Available records
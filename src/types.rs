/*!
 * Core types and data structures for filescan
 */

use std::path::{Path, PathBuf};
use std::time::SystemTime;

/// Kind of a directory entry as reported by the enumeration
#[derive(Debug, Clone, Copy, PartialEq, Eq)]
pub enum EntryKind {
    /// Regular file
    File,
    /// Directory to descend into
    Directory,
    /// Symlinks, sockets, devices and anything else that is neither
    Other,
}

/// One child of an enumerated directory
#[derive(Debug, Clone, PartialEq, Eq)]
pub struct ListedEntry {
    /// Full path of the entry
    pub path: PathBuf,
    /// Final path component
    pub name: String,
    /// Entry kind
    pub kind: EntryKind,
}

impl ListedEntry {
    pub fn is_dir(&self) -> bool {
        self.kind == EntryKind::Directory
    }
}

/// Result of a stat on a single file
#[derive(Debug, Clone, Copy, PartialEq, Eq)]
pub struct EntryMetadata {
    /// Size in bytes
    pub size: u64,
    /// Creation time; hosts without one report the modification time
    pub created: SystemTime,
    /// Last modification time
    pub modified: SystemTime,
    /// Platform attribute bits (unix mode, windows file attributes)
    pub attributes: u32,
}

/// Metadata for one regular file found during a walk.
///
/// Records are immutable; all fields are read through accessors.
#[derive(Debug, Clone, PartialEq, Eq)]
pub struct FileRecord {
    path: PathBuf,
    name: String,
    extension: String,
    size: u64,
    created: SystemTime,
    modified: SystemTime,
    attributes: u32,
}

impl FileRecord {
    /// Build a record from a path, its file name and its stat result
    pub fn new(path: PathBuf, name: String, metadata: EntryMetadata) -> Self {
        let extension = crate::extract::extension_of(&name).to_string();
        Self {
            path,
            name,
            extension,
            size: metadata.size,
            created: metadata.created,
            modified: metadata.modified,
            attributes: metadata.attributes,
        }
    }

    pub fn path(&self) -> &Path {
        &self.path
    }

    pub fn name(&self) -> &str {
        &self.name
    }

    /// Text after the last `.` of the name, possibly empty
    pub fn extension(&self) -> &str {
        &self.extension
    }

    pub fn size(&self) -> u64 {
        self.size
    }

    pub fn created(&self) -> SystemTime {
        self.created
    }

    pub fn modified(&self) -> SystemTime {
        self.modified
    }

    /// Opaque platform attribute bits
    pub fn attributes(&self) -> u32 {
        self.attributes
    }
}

Problem
If a line of the listing above contains "created", pick it out and copy it.

Written response
    pub created: SystemTime,
    created: SystemTime,
            created: metadata.created,
    pub fn created(&self) -> SystemTime {
        self.created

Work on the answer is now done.